While I spend many of my waking hours with screen and keyboard—the accoutrements of my day job—I spent years eschewing the entanglement of social media. I even resisted cell phones—still do, though I have one, issued by my employer, that goes frequently uncharged. It has not been fear of the technology, per se, that has kept me so disconnected, but a conscious, deliberate, and perhaps just a smidgeon self-righteous lifestyle choice.
But I’ve spent more than a decade writing a science fiction trilogy—a fictional construct of more-or-less linear narrative—with an already completed novel sitting idle on my hard drive the while. So when I finally decided to e-publish the earlier one while editing the later, it became clear—and my trusted advisors so advised me—that I would have to take a deep breath and plunge into the icy river of the modern world.

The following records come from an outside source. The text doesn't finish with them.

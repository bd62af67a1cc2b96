//! Access token extraction from the verify-OTP response body.
//!
//! The body is not parsed as JSON. The token is the value of the first
//! `"accessToken":"<value>"` occurrence, matched literally: no whitespace is
//! allowed around the colon and the value must be a non-empty quoted string.
use std::sync::LazyLock;

use regex::Regex;

static ACCESS_TOKEN_REGEX: LazyLock<Regex> =
    LazyLock::new(|| Regex::new(r#""accessToken":"([^"]+)""#).expect("static pattern is valid"));

/// Returns the first access token found in `body`, if any.
pub fn extract_access_token(body: &str) -> Option<&str> {
    ACCESS_TOKEN_REGEX
        .captures(body)
        .and_then(|caps| caps.get(1))
        .map(|m| m.as_str())
}

#[cfg(test)]
mod tests {
    use super::*;

    #[test]
    fn extracts_token_among_other_fields() {
        let body = r#"{"status":"ok","accessToken":"abc123","expiresIn":3600}"#;
        assert_eq!(extract_access_token(body), Some("abc123"));
    }

    #[test]
    fn first_match_wins() {
        let body = r#"{"accessToken":"first","nested":{"accessToken":"second"}}"#;
        assert_eq!(extract_access_token(body), Some("first"));
    }

    #[test]
    fn missing_field_yields_none() {
        assert_eq!(extract_access_token(r#"{"message":"verified"}"#), None);
        assert_eq!(extract_access_token(""), None);
    }

    #[test]
    fn shape_must_match_literally() {
        // Whitespace after the colon does not match the expected shape.
        assert_eq!(extract_access_token(r#"{"accessToken": "abc"}"#), None);
        // Empty values are treated as absent.
        assert_eq!(extract_access_token(r#"{"accessToken":""}"#), None);
        // Non-string values are not tokens.
        assert_eq!(extract_access_token(r#"{"accessToken":42}"#), None);
    }
}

Question: can one drown in virtual water?
Here’s the thing. There’s a learning curve, no doubt. Inundation is absolute. But perhaps more daunting than the how-to-do-it challenges is the lack of linearity: the matrixlike randomness of data, platforms, threads of converse, webbed cantilevered catwalked gantries and scaffoldings like some multiplied nightmare that Dali dreamed but dared not paint. Maybe you, reading this, will laugh at my anachronistic befuddlement, but tell me: tell me, please: though you navigate this digital multidimensional (and at the same time curiously spaceless) jungle with alacrity, can you actually get your head around it? When any destination is only a click or two away, is it possible to truly take hold of the geography entire?
I break surface, spluttering. The frigid waters of now. And here’s the dichotomous allure of water: it sustains life. Submerged, we drown. Contaminants pollute it and special interests appropriate it.
Oh, yeah—and a few pure drops don’t go amiss in a smoky glass of single-malt Scotch.